[audio: http://fireinthepasture.org/wp-content/uploads/2012/01/Dubrasky_Legacy.mp3]
(My reading of “Legacy”)
In Danielle’s sonnet, the poet explores an intergenerational relationship—and the rippling effects thereof—among three women and one man: the poet, the poet’s grandmother, the grandmother’s brother, and the poet’s great-grandmother. This complex relationship is narrated from the poet’s point of view as she observes her grandmother’s interactions with her material, maternal heritage. Grandma carries this heritage in her habits of being–her characteristic ways of interacting with the world: in the “afghans” she knit and the “roses” she cultivates and that perhaps she learned to cultivate by watching her mother care for her own garden. These objects “give her day a pattern.” And through the routine tasks that make up this daily pattern, she can focus her failing energies and channel away any undercurrents of resentment that threaten to disrupt the placid surface of daily living.
But the violence done her in the past manifests in her present emotional and physical state. When the “memory” resurfaces of having been emotionally and physically neglected by “her mother” in favor of “the favored son”—who got “fatten[ed . . .] with milk” because, apparently, “only boys needed calcium, not girls”—the resentment builds up and “her mouth purse[s].” The emotional force of such pursing is mirrored in the vocal force required to speak the word purse: notice the explosive release of breath and sound come bursting through the bilabial /p/ and slightly suppressed by the /s/. The poet’s grandma represses such emotional explosion with her daily routine—but only partially. That she’s still bitter—and deeply so—comes out in the linguistic friction present in the poet’s retelling of the memory, especially in this phrase, “how her mother would fatten the favored son,” and in the imitative reiteration of Great-Grandma’s claim, which likely remains with the daughter because it was perhaps too often repeated.

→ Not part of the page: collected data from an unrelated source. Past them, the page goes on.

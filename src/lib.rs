//! garantias: warranty ticket intake and status notification automation
//!
//! Two run-to-completion batch pipelines over a shared record store and a
//! persisted status snapshot:
//!
//! - **Intake**: webhook payload → duplicate check → ticket creation →
//!   confirmation emails. A duplicate verdict suppresses creation and
//!   notification entirely.
//! - **Status sync**: record store → status diff against the last snapshot
//!   → one client email per notifiable transition → snapshot persistence
//!   (terminal tickets are pruned).
//!
//! Storage and delivery are trait seams (`store::RecordStore`,
//! `store::SnapshotStore`, `notify::Notifier`) so both pipelines run
//! unchanged against sled + SMTP in production and against in-memory fakes
//! in tests.

pub mod config;
pub mod intake;
pub mod notify;
pub mod status;
pub mod store;
pub mod types;

// Re-export the pipeline surface
pub use config::Settings;
pub use intake::{process_submission, DedupVerdict, DuplicateChecker, IntakeOutcome};
pub use status::{diff_statuses, run_status_sync, DiffOutcome, StatusChange};

// Re-export storage and notification seams
pub use notify::{Notifier, NotifyError};
pub use store::{RecordStore, SnapshotStore, StoreError};

// Re-export core domain types
pub use types::{Brand, SnapshotMap, TicketStatus, WarrantyRecord, WarrantySubmission};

Yet, bad memories, destructive language, and bitterness aren’t the only holdovers from childhood neglect. There was also physical and relational damage done. As Grandma explains through the poet, “She gave me weak bones”—and someone to blame for an inadequate skeleton. I also surmise that she got a strained relationship with her brother out of the deal, a brother whose dated gift, the “Dresden shepherdess”—a substitute for his presence in her life and his attempt, marked by the doll’s “milk-white” skirt, to maybe make up for what he got that she didn’t—“darkens” with the physical and psychic space she inhabits as autumn permeates her world. In this space, she, as perhaps the poet, longs to redeem that little girl still “thirsting for milk.” They long to give her language with which she might recover what she lost, if not in bone structure, then in the psycho-emotional scaffolding of a healthy intergenerational relationship, one built on compassion and the desire to connect intimately, empathetically, with another flawed and frustrated, trampled over soul.